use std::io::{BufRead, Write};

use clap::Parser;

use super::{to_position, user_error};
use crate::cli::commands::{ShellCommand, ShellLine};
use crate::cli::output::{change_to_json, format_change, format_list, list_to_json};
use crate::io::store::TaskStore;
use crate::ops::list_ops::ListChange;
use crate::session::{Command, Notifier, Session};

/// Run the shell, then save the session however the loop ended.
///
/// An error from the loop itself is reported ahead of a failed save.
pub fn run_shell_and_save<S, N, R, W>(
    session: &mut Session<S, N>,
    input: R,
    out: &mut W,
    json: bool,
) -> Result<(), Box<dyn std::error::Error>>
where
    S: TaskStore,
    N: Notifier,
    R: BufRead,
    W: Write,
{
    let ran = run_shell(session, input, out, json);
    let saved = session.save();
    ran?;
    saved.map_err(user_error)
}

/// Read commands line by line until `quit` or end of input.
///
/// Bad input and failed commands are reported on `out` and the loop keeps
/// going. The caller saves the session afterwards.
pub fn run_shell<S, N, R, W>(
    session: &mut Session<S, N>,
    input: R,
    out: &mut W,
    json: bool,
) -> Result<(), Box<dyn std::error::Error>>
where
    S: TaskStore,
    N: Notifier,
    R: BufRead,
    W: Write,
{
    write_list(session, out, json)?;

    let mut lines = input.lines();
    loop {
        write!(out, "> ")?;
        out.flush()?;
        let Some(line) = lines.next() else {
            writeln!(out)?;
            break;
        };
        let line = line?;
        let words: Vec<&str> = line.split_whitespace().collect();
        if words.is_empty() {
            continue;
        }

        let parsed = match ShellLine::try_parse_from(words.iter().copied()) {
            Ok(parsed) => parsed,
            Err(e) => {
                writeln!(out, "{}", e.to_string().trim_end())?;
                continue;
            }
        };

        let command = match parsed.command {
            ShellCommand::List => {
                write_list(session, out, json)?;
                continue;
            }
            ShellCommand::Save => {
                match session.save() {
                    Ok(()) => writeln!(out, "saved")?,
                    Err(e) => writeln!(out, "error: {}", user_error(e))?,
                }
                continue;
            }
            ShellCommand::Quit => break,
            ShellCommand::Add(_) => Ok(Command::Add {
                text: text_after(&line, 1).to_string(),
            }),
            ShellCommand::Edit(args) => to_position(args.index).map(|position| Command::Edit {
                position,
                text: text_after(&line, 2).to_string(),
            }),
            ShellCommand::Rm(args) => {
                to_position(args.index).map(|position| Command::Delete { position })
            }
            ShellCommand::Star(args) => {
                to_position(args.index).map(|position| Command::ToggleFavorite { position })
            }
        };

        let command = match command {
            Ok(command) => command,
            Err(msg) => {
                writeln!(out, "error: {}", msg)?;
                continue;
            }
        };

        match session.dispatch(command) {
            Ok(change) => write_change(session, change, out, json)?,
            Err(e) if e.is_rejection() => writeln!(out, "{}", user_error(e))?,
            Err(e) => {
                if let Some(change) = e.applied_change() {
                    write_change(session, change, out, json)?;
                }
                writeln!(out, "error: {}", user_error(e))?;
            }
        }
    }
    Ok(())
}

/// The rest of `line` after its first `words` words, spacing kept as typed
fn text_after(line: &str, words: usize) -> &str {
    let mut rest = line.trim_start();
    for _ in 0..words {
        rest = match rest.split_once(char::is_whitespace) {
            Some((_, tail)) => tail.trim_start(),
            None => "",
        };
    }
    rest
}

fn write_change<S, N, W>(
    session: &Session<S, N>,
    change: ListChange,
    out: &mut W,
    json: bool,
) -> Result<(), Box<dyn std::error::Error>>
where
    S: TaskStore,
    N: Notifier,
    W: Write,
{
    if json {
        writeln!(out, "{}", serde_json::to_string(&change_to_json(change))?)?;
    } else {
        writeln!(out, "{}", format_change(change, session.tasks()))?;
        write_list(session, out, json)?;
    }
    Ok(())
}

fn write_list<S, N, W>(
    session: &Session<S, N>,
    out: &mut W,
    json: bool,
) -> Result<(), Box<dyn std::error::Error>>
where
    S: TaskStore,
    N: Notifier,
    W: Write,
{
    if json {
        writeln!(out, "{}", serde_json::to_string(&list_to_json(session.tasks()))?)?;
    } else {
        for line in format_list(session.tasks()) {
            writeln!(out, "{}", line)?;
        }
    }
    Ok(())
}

#### What the task requires:
Transcribe the material above in full.

#### Task response:
use std::io::{BufRead, Write};

use clap::Parser;

use super::{to_position, user_error};
use crate::cli::commands::{ShellCommand, ShellLine};
use crate::cli::output::{change_to_json, format_change, format_list, list_to_json};
use crate::io::store::TaskStore;
use crate::ops::list_ops::ListChange;
use crate::session::{Command, Notifier, Session};

/// Run the shell, then save the session however the loop ended.
///
/// An error from the loop itself is reported ahead of a failed save.
pub fn run_shell_and_save<S, N, R, W>(
    session: &mut Session<S, N>,
    input: R,
    out: &mut W,
    json: bool,
) -> Result<(), Box<dyn std::error::Error>>
where
    S: TaskStore,
    N: Notifier,
    R: BufRead,
    W: Write,
{
    let ran = run_shell(session, input, out, json);
    let saved = session.save();
    ran?;
    saved.map_err(user_error)
}

/// Read commands line by line until `quit` or end of input.
///
/// Bad input and failed commands are reported on `out` and the loop keeps
/// going. The caller saves the session afterwards.
pub fn run_shell<S, N, R, W>(
    session: &mut Session<S, N>,
    input: R,
    out: &mut W,
    json: bool,
) -> Result<(), Box<dyn std::error::Error>>
where
    S: TaskStore,
    N: Notifier,
    R: BufRead,
    W: Write,
{
    write_list(session, out, json)?;

    let mut lines = input.lines();
    loop {
        write!(out, "> ")?;
        out.flush()?;
        let Some(line) = lines.next() else {
            writeln!(out)?;
            break;
        };
        let line = line?;
        let words: Vec<&str> = line.split_whitespace().collect();
        if words.is_empty() {
            continue;
        }

        let parsed = match ShellLine::try_parse_from(words.iter().copied()) {
            Ok(parsed) => parsed,
            Err(e) => {
                writeln!(out, "{}", e.to_string().trim_end())?;
                continue;
            }
        };

        let command = match parsed.command {
            ShellCommand::List => {
                write_list(session, out, json)?;
                continue;
            }
            ShellCommand::Save => {
                match session.save() {
                    Ok(()) => writeln!(out, "saved")?,
                    Err(e) => writeln!(out, "error: {}", user_error(e))?,
                }
                continue;
            }
            ShellCommand::Quit => break,
            ShellCommand::Add(_) => Ok(Command::Add {
                text: text_after(&line, 1).to_string(),
            }),
            ShellCommand::Edit(args) => to_position(args.index).map(|position| Command::Edit {
                position,
                text: text_after(&line, 2).to_string(),
            }),
            ShellCommand::Rm(args) => {
                to_position(args.index).map(|position| Command::Delete { position })
            }
            ShellCommand::Star(args) => {
                to_position(args.index).map(|position| Command::ToggleFavorite { position })
            }
        };

        let command = match command {
            Ok(command) => command,
            Err(msg) => {
                writeln!(out, "error: {}", msg)?;
                continue;
            }
        };

        match session.dispatch(command) {
            Ok(change) => write_change(session, change, out, json)?,
            Err(e) if e.is_rejection() => writeln!(out, "{}", user_error(e))?,
            Err(e) => {
                if let Some(change) = e.applied_change() {
                    write_change(session, change, out, json)?;
                }
                writeln!(out, "error: {}", user_error(e))?;
            }
        }
    }
    Ok(())
}

/// The rest of `line` after its first `words` words, spacing kept as typed
fn text_after(line: &str, words: usize) -> &str {
    let mut rest = line.trim_start();
    for _ in 0..words {
        rest = match rest.split_once(char::is_whitespace) {
            Some((_, tail)) => tail.trim_start(),
            None => "",
        };
    }
    rest
}

fn write_change<S, N, W>(
    session: &Session<S, N>,
    change: ListChange,
    out: &mut W,
    json: bool,
) -> Result<(), Box<dyn std::error::Error>>
where
    S: TaskStore,
    N: Notifier,
    W: Write,
{
    if json {
        writeln!(out, "{}", serde_json::to_string(&change_to_json(change))?)?;
    } else {
        writeln!(out, "{}", format_change(change, session.tasks()))?;
        write_list(session, out, json)?;
    }
    Ok(())
}

fn write_list<S, N, W>(
    session: &Session<S, N>,
    out: &mut W,
    json: bool,
) -> Result<(), Box<dyn std::error::Error>>
where
    S: TaskStore,
    N: Notifier,
    W: Write,
{
    if json {
        writeln!(out, "{}", serde_json::to_string(&list_to_json(session.tasks()))?)?;
    } else {
        for line in format_list(session.tasks()) {
            writeln!(out, "{}", line)?;
        }
    }
    Ok(())
}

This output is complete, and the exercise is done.